Ha suscitato molto clamore nel mondo dell’arte la notizia, diffusa qualche mese fa, della vendita all’asta, nella sede newyorchese di Christie’s, di un quadro realizzato dall’intelligenza artificiale. Il concetto che ormai le arti possano confrontarsi con gli algoritmi è entrato pienamente nel campo della pittura.
Dietro l’opera, intitolata “Il ritratto di Edmond de Belamy della famiglia de Belamy”, c’è il lavoro di tre giovani tecnici che hanno spiegato in che modo sono giunti a tale risultato. In particolare, il loro lavoro si è basato sull’elaborazione di un algoritmo in grado di contenere le tecniche pittoriche del tempo e di metterle in pratica con la creazione di un prodotto finale del tutto originale. Per far ciò, l’algoritmo è stato alimentato con circa 15.000 immagini dipinte tra il XIV e il XX secolo.
A prescindere dalle considerazioni che possono essere mosse dal fatto che la vendita del quadro è avvenuta per un prezzo superiore a ogni previsione, ciò che qui rileva è l’esistenza stessa di una creazione elaborata esclusivamente con l’uso degli algoritmi e, pertanto, adoperando un sistema di informazioni tecniche in grado di sintetizzare i canoni della creatività umana e di giungere alla realizzazione di un prodotto finale definibile a tutti gli effetti come “opera d’arte”.

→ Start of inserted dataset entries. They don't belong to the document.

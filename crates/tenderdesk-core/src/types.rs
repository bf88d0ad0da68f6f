//! Core types for TenderDesk

use serde::{Deserialize, Serialize};
use std::collections::BTreeMap;
use std::fmt;

/// Ordinal outcome label attached to a prediction (A best, E worst)
///
/// Labels outside A–E are preserved verbatim so that a backend change never
/// drops records on the floor.
#[derive(Debug, Clone, PartialEq, Eq, Hash, Serialize, Deserialize)]
#[serde(from = "String", into = "String")]
pub enum Rank {
    A,
    B,
    C,
    D,
    E,
    /// Any label the backend sends that is not A–E
    Other(String),
}

impl Rank {
    /// The label as sent on the wire
    pub fn as_str(&self) -> &str {
        match self {
            Self::A => "A",
            Self::B => "B",
            Self::C => "C",
            Self::D => "D",
            Self::E => "E",
            Self::Other(label) => label,
        }
    }

    /// Recommendation score used in exports (A=5 … E=1, unknown 0)
    pub fn score(&self) -> u8 {
        match self {
            Self::A => 5,
            Self::B => 4,
            Self::C => 3,
            Self::D => 2,
            Self::E => 1,
            Self::Other(_) => 0,
        }
    }

    /// Ranks A and B count as recommended
    pub fn is_recommended(&self) -> bool {
        matches!(self, Self::A | Self::B)
    }

    /// Human-readable description of the rank
    pub fn description(&self) -> &'static str {
        match self {
            Self::A => "非常に有望",
            Self::B => "有望",
            Self::C => "妥当",
            Self::D => "やや不利",
            Self::E => "困難",
            Self::Other(_) => "―",
        }
    }
}

impl From<String> for Rank {
    fn from(label: String) -> Self {
        match label.trim() {
            "A" => Self::A,
            "B" => Self::B,
            "C" => Self::C,
            "D" => Self::D,
            "E" => Self::E,
            _ => Self::Other(label),
        }
    }
}

impl From<&str> for Rank {
    fn from(label: &str) -> Self {
        Self::from(label.to_string())
    }
}

impl From<Rank> for String {
    fn from(rank: Rank) -> Self {
        rank.as_str().to_string()
    }
}

impl fmt::Display for Rank {
    fn fmt(&self, f: &mut fmt::Formatter<'_>) -> fmt::Result {
        f.write_str(self.as_str())
    }
}

/// Confidence the backend attaches to a prediction
#[derive(Debug, Clone, PartialEq, Eq, Serialize, Deserialize)]
#[serde(from = "String", into = "String")]
pub enum Confidence {
    Low,
    Medium,
    High,
    Other(String),
}

impl Confidence {
    pub fn as_str(&self) -> &str {
        match self {
            Self::Low => "low",
            Self::Medium => "medium",
            Self::High => "high",
            Self::Other(label) => label,
        }
    }

    /// Localized short label; unknown values are shown as received
    pub fn label(&self) -> &str {
        match self {
            Self::Low => "低",
            Self::Medium => "中",
            Self::High => "高",
            Self::Other(label) => label,
        }
    }
}

impl From<String> for Confidence {
    fn from(label: String) -> Self {
        match label.to_ascii_lowercase().as_str() {
            "low" => Self::Low,
            "medium" => Self::Medium,
            "high" => Self::High,
            _ => Self::Other(label),
        }
    }
}

impl From<Confidence> for String {
    fn from(confidence: Confidence) -> Self {
        confidence.as_str().to_string()
    }
}

/// A public tender listing as returned by the search endpoint
#[derive(Debug, Clone, PartialEq, Serialize, Deserialize)]
pub struct TenderSummary {
    pub tender_id: String,

    #[serde(default)]
    pub title: String,

    #[serde(default)]
    pub publisher: String,

    #[serde(default)]
    pub prefecture: String,

    #[serde(default)]
    pub municipality: String,

    #[serde(default)]
    pub use_type: String,

    #[serde(default)]
    pub floor_area_m2: Option<f64>,

    #[serde(default)]
    pub bid_date: String,

    /// Reference (estimated) price, the classifier's ceiling
    #[serde(default)]
    pub estimated_price: Option<u64>,

    /// Minimum acceptable price, the classifier's floor
    #[serde(default)]
    pub minimum_price: Option<u64>,

    #[serde(default)]
    pub bid_method: String,

    #[serde(default)]
    pub jv_allowed: bool,
}

impl TenderSummary {
    /// Create a tender with only an identifier and a title
    pub fn new(tender_id: impl Into<String>, title: impl Into<String>) -> Self {
        Self {
            tender_id: tender_id.into(),
            title: title.into(),
            publisher: String::new(),
            prefecture: String::new(),
            municipality: String::new(),
            use_type: String::new(),
            floor_area_m2: None,
            bid_date: String::new(),
            estimated_price: None,
            minimum_price: None,
            bid_method: String::new(),
            jv_allowed: false,
        }
    }

    /// Set the floor and ceiling prices
    pub fn with_prices(mut self, minimum_price: Option<u64>, estimated_price: Option<u64>) -> Self {
        self.minimum_price = minimum_price;
        self.estimated_price = estimated_price;
        self
    }
}

/// Externally computed win prediction for one tender
#[derive(Debug, Clone, PartialEq, Serialize, Deserialize)]
pub struct PredictionRecord {
    pub tender_id: String,

    /// Preferred display name
    #[serde(default, skip_serializing_if = "Option::is_none")]
    pub project_name: Option<String>,

    /// Fallback display name
    #[serde(default, skip_serializing_if = "Option::is_none")]
    pub title: Option<String>,

    pub rank: Rank,

    /// Probability of winning, 0.0-1.0
    pub win_probability: f64,

    #[serde(default = "default_confidence")]
    pub confidence: Confidence,

    /// Free-form advisory text (markdown, rendered by the presentation layer)
    #[serde(default)]
    pub recommendation: String,

    #[serde(default, skip_serializing_if = "Option::is_none")]
    pub judgment_reason: Option<String>,

    #[serde(default)]
    pub risk_notes: Vec<String>,
}

fn default_confidence() -> Confidence {
    Confidence::Medium
}

impl PredictionRecord {
    /// Create a prediction with the fields needed for aggregation
    pub fn new(tender_id: impl Into<String>, rank: impl Into<Rank>, win_probability: f64) -> Self {
        Self {
            tender_id: tender_id.into(),
            project_name: None,
            title: None,
            rank: rank.into(),
            win_probability,
            confidence: default_confidence(),
            recommendation: String::new(),
            judgment_reason: None,
            risk_notes: Vec::new(),
        }
    }

    /// Set the display name
    pub fn with_project_name(mut self, name: impl Into<String>) -> Self {
        self.project_name = Some(name.into());
        self
    }

    /// Set the fallback title
    pub fn with_title(mut self, title: impl Into<String>) -> Self {
        self.title = Some(title.into());
        self
    }

    /// Project name, falling back to the title; empty names count as absent
    pub fn display_name(&self) -> Option<&str> {
        self.project_name
            .as_deref()
            .filter(|name| !name.is_empty())
            .or_else(|| self.title.as_deref().filter(|title| !title.is_empty()))
    }
}

/// Advisory value domains for the search filters
#[derive(Debug, Clone, Default, PartialEq, Serialize, Deserialize)]
pub struct FilterOptions {
    #[serde(default)]
    pub prefectures: Vec<String>,

    #[serde(default)]
    pub municipalities: Vec<String>,

    #[serde(default)]
    pub use_types: Vec<String>,

    #[serde(default)]
    pub bid_methods: Vec<String>,

    /// Allowed municipalities per prefecture
    #[serde(default)]
    pub prefecture_municipalities: BTreeMap<String, Vec<String>>,
}

impl FilterOptions {
    /// Allowed sub-regions for a region, if the mapping knows the region
    pub fn sub_regions_of(&self, region: &str) -> Option<&[String]> {
        self.prefecture_municipalities
            .get(region)
            .map(|list| list.as_slice())
    }
}

/// Outbound tender search parameters
///
/// Absent fields are omitted from the request entirely.
#[derive(Debug, Clone, Default, PartialEq, Eq, Serialize, Deserialize)]
pub struct SearchRequest {
    #[serde(default, skip_serializing_if = "Option::is_none")]
    pub prefecture: Option<String>,

    #[serde(default, skip_serializing_if = "Option::is_none")]
    pub municipality: Option<String>,

    #[serde(default, skip_serializing_if = "Option::is_none")]
    pub use_type: Option<String>,

    #[serde(default, skip_serializing_if = "Option::is_none")]
    pub bid_method: Option<String>,

    #[serde(default, skip_serializing_if = "Option::is_none")]
    pub min_price: Option<u64>,

    #[serde(default, skip_serializing_if = "Option::is_none")]
    pub max_price: Option<u64>,
}

impl SearchRequest {
    /// True when no filter is set
    pub fn is_empty(&self) -> bool {
        *self == Self::default()
    }
}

La firma è una formula matematica
Il dato giuridicamente interessante è certamente la firma apposta sul quadro: una formula matematica. Ciò in quanto, inevitabilmente, l’attribuzione della proprietà dell’opera aprirà certamente nuovi interessanti dibattiti sul diritto d’autore, nonché l’ampliamento di molte definizioni giuridiche che dovranno fare i conti con una realtà che si sta componendo al di fuori degli schemi tradizionali che hanno sino a oggi caratterizzato questo particolare settore del diritto. Attualmente l’opera protetta dal diritto d’autore è quella che ingloba il carattere dell’originalità. Al riguardo la Convenzione di Berna per le opere letterarie e artistiche definisce l’opera dell’ingegno oggetto di tutela come “quell’opera di carattere creativo che è frutto del lavoro intellettuale” e questa stessa definizione viene ripresa anche dalla nostra normativa nazionale (artt. 1 e 6 della legge sul diritto d’autore e artt. 2575, 2576 c.c.).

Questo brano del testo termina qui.